The US doesn’t really know who it’s killing with its drone strikes in Pakistan

GlobalPost

Editor's note: This is Chatter, our morning rundown of what you need and want to know around the world. Fortunately for us all, you can have Chatter emailed to you every day. Just sign up here!

NEED TO KNOW:

Here is what the Obama administration will admit: Three Americans and one Italian were accidentally killed during counterterrorism operations (that means drone strikes) in January in the remote regions of western Pakistan known as North and South Waziristan.

In one strike, the US government says two American Al Qaeda operatives were killed. But, it said, neither had been identified in advance and neither was deliberately targeted. The other American and the Italian were hostages, killed in a separate strike. The CIA, which carried out both attacks, did not know the hostages were there.

That's the official truth. And here's the implication: The United States doesn't really know who it's killing with its drone strikes in Pakistan. The government doesn't require the CIA to identify individuals before a strike. The agency only has to establish that the targets live a pattern of life that is consistent with terrorist activity. This is why headlines always read “suspected militants killed,” or “suspected Al Qaeda operatives killed.” The US government can't be sure. Not so incidentally, two years ago the United States said it would halt such attacks, which are known — coldly — as "signature strikes." 

As a result, every single independent analysis of casualties caused by drone strikes puts the number of civilians killed far higher than the US official estimate. And every civilian killed is another propaganda tool for Al Qaeda, swelling its ranks and prolonging an undeclared and largely secret war.

WANT TO KNOW:

One hundred years ago today began the systematic killing of up to 1.5 million Armenians living in what was modern-day Turkey. The Ottoman Empire was on the decline and worried that the Armenians were siding with its enemy, Russia. So it rounded them up and marched them to the desserts of Syria. It was a march of death.

Some argue the events of 1915 and after should be recognized as the 20th century's first genocide. But not Turkey. Turkey thinks the number of Armenians killed is exaggerated by scholars. And it thinks those that those that did die were simply caught up in the larger conflict of World War I like everyone else. It's difficult to understand what the current Turkish government gains by denying this history. But here we are.

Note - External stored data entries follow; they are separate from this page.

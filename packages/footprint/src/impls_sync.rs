//! `MemSize` for types with interior mutability.
//!
//! The contents of these types are only inspected while a guard is held, so they cannot change
//! during the inspection. A value that is exclusively held elsewhere is presented without its
//! contents and whatever memory it owns is not counted.

use std::any::type_name;
use std::cell::RefCell;
use std::sync::{self, TryLockError};

use tracing::trace;

use crate::{Fields, Kind, MemSize, TypeDesc, View};

/// Presents the contents of `L` obtained through a guard, or nothing if no guard was available.
fn present_guarded<L, T: MemSize>(contents: Option<&T>, visit: &mut dyn FnMut(View<'_>)) {
    let fields = contents.map_or_else(
        || {
            trace!(
                type_name = type_name::<L>(),
                "contents are exclusively held elsewhere, skipping"
            );
            Fields::new()
        },
        |contents| Fields::one(contents),
    );

    visit(View::Struct(fields));
}

fn into_option<G>(result: sync::TryLockResult<G>) -> Option<G> {
    match result {
        Ok(guard) => Some(guard),
        // A poisoned lock still holds a consistent value as far as its memory is concerned.
        Err(TryLockError::Poisoned(poisoned)) => Some(poisoned.into_inner()),
        Err(TryLockError::WouldBlock) => None,
    }
}

impl<T: MemSize> MemSize for RefCell<T> {
    fn type_desc() -> TypeDesc {
        TypeDesc::new::<Self>(Kind::Struct)
    }

    fn describe(&self, visit: &mut dyn FnMut(View<'_>)) {
        let guard = self.try_borrow().ok();
        present_guarded::<Self, T>(guard.as_deref(), visit);
    }
}

impl<T: MemSize> MemSize for sync::Mutex<T> {
    fn type_desc() -> TypeDesc {
        TypeDesc::new::<Self>(Kind::Struct)
    }

    fn describe(&self, visit: &mut dyn FnMut(View<'_>)) {
        let guard = into_option(self.try_lock());
        present_guarded::<Self, T>(guard.as_deref(), visit);
    }
}

impl<T: MemSize> MemSize for sync::RwLock<T> {
    fn type_desc() -> TypeDesc {
        TypeDesc::new::<Self>(Kind::Struct)
    }

    fn describe(&self, visit: &mut dyn FnMut(View<'_>)) {
        let guard = into_option(self.try_read());
        present_guarded::<Self, T>(guard.as_deref(), visit);
    }
}

impl<T: MemSize> MemSize for parking_lot::Mutex<T> {
    fn type_desc() -> TypeDesc {
        TypeDesc::new::<Self>(Kind::Struct)
    }

    fn describe(&self, visit: &mut dyn FnMut(View<'_>)) {
        let guard = self.try_lock();
        present_guarded::<Self, T>(guard.as_deref(), visit);
    }
}

impl<T: MemSize> MemSize for parking_lot::RwLock<T> {
    fn type_desc() -> TypeDesc {
        TypeDesc::new::<Self>(Kind::Struct)
    }

    fn describe(&self, visit: &mut dyn FnMut(View<'_>)) {
        let guard = self.try_read();
        present_guarded::<Self, T>(guard.as_deref(), visit);
    }
}

#[cfg(test)]
#[cfg_attr(coverage_nightly, coverage(off))]
mod tests {
    use std::sync::Arc;
    use std::thread;

    use super::*;

    fn field_count<T: MemSize>(value: &T) -> usize {
        let mut count = None;

        value.describe(&mut |view| {
            if let View::Struct(fields) = view {
                count = Some(fields.iter().count());
            }
        });

        count.unwrap()
    }

    #[test]
    fn ref_cell_skips_exclusively_borrowed_contents() {
        let cell = RefCell::new(5_u32);
        assert_eq!(field_count(&cell), 1);

        let shared = cell.borrow();
        assert_eq!(field_count(&cell), 1);
        drop(shared);

        let exclusive = cell.borrow_mut();
        assert_eq!(field_count(&cell), 0);
        drop(exclusive);
    }

    #[test]
    fn std_mutex_skips_held_contents() {
        let mutex = sync::Mutex::new(vec![1_u8]);
        assert_eq!(field_count(&mutex), 1);

        let guard = mutex.lock().unwrap();
        assert_eq!(field_count(&mutex), 0);
        drop(guard);
    }

    #[test]
    fn std_mutex_presents_poisoned_contents() {
        let mutex = Arc::new(sync::Mutex::new(1_u32));

        let poisoner = Arc::clone(&mutex);
        let result = thread::spawn(move || {
            let _guard = poisoner.lock().unwrap();
            panic!("poisoning the mutex");
        })
        .join();

        assert!(result.is_err());
        assert!(mutex.is_poisoned());
        assert_eq!(field_count(&*mutex), 1);
    }

    #[test]
    fn std_rw_lock_allows_concurrent_readers() {
        let lock = sync::RwLock::new(String::from("abc"));

        let reader = lock.read().unwrap();
        assert_eq!(field_count(&lock), 1);
        drop(reader);

        let writer = lock.write().unwrap();
        assert_eq!(field_count(&lock), 0);
        drop(writer);
    }

    #[test]
    fn parking_lot_locks_skip_held_contents() {
        let mutex = parking_lot::Mutex::new(1_u64);
        let lock = parking_lot::RwLock::new(2_u64);

        assert_eq!(field_count(&mutex), 1);
        assert_eq!(field_count(&lock), 1);

        let mutex_guard = mutex.lock();
        let lock_guard = lock.write();

        assert_eq!(field_count(&mutex), 0);
        assert_eq!(field_count(&lock), 0);

        drop(mutex_guard);
        drop(lock_guard);
    }
}
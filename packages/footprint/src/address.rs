use std::{fmt, ptr};

/// A location in the address space of the current process.
///
/// Code dealing with `usize` is oblivious to the zero address. Code dealing with `Address` is
/// not: it treats the zero address as "no stable address". This is the case for values that
/// are reached through an owner that does not give them a fixed location for the purpose of a
/// scan, such as the keys and values of a map.
///
/// Offsetting an invalid address yields an invalid address. It never wraps around to produce
/// a spurious valid address.
#[derive(Clone, Copy, Debug, Default, Eq, Hash, Ord, PartialEq, PartialOrd)]
pub struct Address(usize);

impl Address {
    /// The "no stable address" sentinel.
    pub const INVALID: Self = Self(0);

    /// Creates an address from a raw integer. Zero is the invalid address.
    #[must_use]
    pub const fn new(raw: usize) -> Self {
        Self(raw)
    }

    /// The address at which `value` is currently located.
    #[must_use]
    pub fn of<T: ?Sized>(value: &T) -> Self {
        Self(ptr_to_usize(value))
    }

    /// Whether this address identifies a trackable location.
    #[must_use]
    pub const fn is_valid(self) -> bool {
        self.0 != 0
    }

    /// The address as a raw integer.
    #[must_use]
    pub const fn get(self) -> usize {
        self.0
    }

    /// Returns the address `offset` bytes past this one.
    ///
    /// An invalid address stays invalid.
    ///
    /// # Panics
    ///
    /// Panics if the result does not fit in the address space. That cannot happen for an
    /// offset inside a live value.
    #[must_use]
    pub fn offset(self, offset: usize) -> Self {
        if !self.is_valid() {
            return Self::INVALID;
        }

        Self(
            self.0
                .checked_add(offset)
                .expect("offset address overflows usize - the value cannot exist at this address"),
        )
    }

    /// The distance in bytes from `base` to this address, if this address is not below `base`.
    #[must_use]
    pub fn distance_from(self, base: Self) -> Option<usize> {
        self.0.checked_sub(base.0)
    }
}

fn ptr_to_usize<T: ?Sized>(value: &T) -> usize {
    // Fat pointers carry metadata we do not need. Only the data address identifies the value.
    ptr::from_ref(value).cast::<u8>().addr()
}

impl fmt::Display for Address {
    fn fmt(&self, f: &mut fmt::Formatter<'_>) -> fmt::Result {
        write!(f, "{:#x}", self.0)
    }
}

#[cfg(test)]
#[cfg_attr(coverage_nightly, coverage(off))]
mod tests {
    use super::*;

    #[test]
    fn zero_is_invalid() {
        assert!(!Address::INVALID.is_valid());
        assert!(!Address::new(0).is_valid());
        assert!(Address::new(1).is_valid());
    }

    #[test]
    fn offset_of_invalid_stays_invalid() {
        assert_eq!(Address::INVALID.offset(16), Address::INVALID);
        assert_eq!(Address::INVALID.offset(usize::MAX), Address::INVALID);
    }

    #[test]
    fn offset_of_valid_moves_forward() {
        assert_eq!(Address::new(0x1000).offset(0x20), Address::new(0x1020));
        assert_eq!(Address::new(0x1000).offset(0), Address::new(0x1000));
    }

    #[test]
    #[should_panic]
    fn offset_past_end_of_address_space_panics() {
        let _ = Address::new(usize::MAX).offset(1);
    }

    #[test]
    fn of_reports_field_locations() {
        let pair = (1_u64, 2_u64);

        let base = Address::of(&pair);
        let first = Address::of(&pair.0);
        let second = Address::of(&pair.1);

        assert!(base.is_valid());
        assert_eq!(first.distance_from(base).map(|d| d % 8), Some(0));
        assert_eq!(second.distance_from(base).map(|d| d % 8), Some(0));
        assert_ne!(first, second);
    }

    #[test]
    fn distance_below_base_is_none() {
        assert_eq!(Address::new(8).distance_from(Address::new(16)), None);
        assert_eq!(Address::new(24).distance_from(Address::new(16)), Some(8));
    }

    #[test]
    fn display_is_hex() {
        assert_eq!(Address::new(0xbeef).to_string(), "0xbeef");
    }
}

Interestingly, there is one group in Turkey that is beginning to come around — the Kurds. The ethnic Kurdish population, which these days is at least 14 million-strong in Turkey, had a heavy hand in the killing of Armenians a century ago. But they have begun to atone. And this appears to be partly because the Kurds themselves have since been the victim of repression by the Turkish state.

“Our silence makes us guilty,” one local Kurdish politician in southeastern Turkey told GlobalPost.

STRANGE BUT TRUE:

Turns out Cuba has had a lung cancer vaccine for years. It was unavailable to Americans though because the US government — which until recently was apparently still fighting its war on Communism — refused to allow any kind of relationship with Cuba.

It may come as a surprise to some but the Castro regime has long invested in medical research. “[Cuba] is famous for putting its extensive health system to work as a kind of global doctor diplomacy arm,” writes GlobalPost Senior Correspondent Ioan Grillo, who is based in the region.

Since Obama began normalizing ties, the two countries have been able to share medical research. A delegation from New York just returned from Havana and will now begin trials to test the vaccine. It is called CimaVax and has proven successful in past trials preventing the return of lung cancer after patients go through chemotherapy.